Information given START

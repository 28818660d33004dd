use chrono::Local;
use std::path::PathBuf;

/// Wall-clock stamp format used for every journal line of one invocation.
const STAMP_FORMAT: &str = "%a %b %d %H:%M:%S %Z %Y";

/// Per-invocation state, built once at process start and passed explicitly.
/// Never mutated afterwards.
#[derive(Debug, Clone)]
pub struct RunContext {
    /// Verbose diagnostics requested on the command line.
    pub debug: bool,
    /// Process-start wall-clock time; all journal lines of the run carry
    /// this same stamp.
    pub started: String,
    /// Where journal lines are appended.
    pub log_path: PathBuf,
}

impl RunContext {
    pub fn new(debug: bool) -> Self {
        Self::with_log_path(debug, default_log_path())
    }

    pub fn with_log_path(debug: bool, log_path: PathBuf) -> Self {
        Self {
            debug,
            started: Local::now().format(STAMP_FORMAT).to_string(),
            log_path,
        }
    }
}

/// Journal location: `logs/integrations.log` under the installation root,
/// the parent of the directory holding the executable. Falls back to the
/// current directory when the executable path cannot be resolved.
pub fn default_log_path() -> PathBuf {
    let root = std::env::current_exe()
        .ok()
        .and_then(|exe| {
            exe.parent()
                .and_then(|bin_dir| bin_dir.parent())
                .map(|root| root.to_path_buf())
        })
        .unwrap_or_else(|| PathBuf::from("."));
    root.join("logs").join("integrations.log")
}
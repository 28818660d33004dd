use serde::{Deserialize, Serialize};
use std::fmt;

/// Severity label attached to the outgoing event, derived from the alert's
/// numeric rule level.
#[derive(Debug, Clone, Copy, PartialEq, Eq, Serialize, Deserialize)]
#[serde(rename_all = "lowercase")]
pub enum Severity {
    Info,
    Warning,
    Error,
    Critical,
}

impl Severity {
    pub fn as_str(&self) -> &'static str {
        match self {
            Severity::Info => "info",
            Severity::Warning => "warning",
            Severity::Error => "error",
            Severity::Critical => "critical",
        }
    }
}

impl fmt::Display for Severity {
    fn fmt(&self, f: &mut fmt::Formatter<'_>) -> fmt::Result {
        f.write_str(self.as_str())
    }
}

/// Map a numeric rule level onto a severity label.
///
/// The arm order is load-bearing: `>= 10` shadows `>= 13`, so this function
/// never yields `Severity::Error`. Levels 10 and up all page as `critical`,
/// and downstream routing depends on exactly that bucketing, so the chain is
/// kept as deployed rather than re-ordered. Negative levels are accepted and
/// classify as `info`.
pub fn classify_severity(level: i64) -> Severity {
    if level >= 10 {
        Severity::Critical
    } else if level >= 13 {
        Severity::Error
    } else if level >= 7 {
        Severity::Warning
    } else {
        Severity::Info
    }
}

Information given END

Work required :: Extract each line holding the word "Error" from the records.

Solved exercise ::
    Error,
            Severity::Error => "error",
/// never yields `Severity::Error`. Levels 10 and up all page as `critical`,
        Severity::Error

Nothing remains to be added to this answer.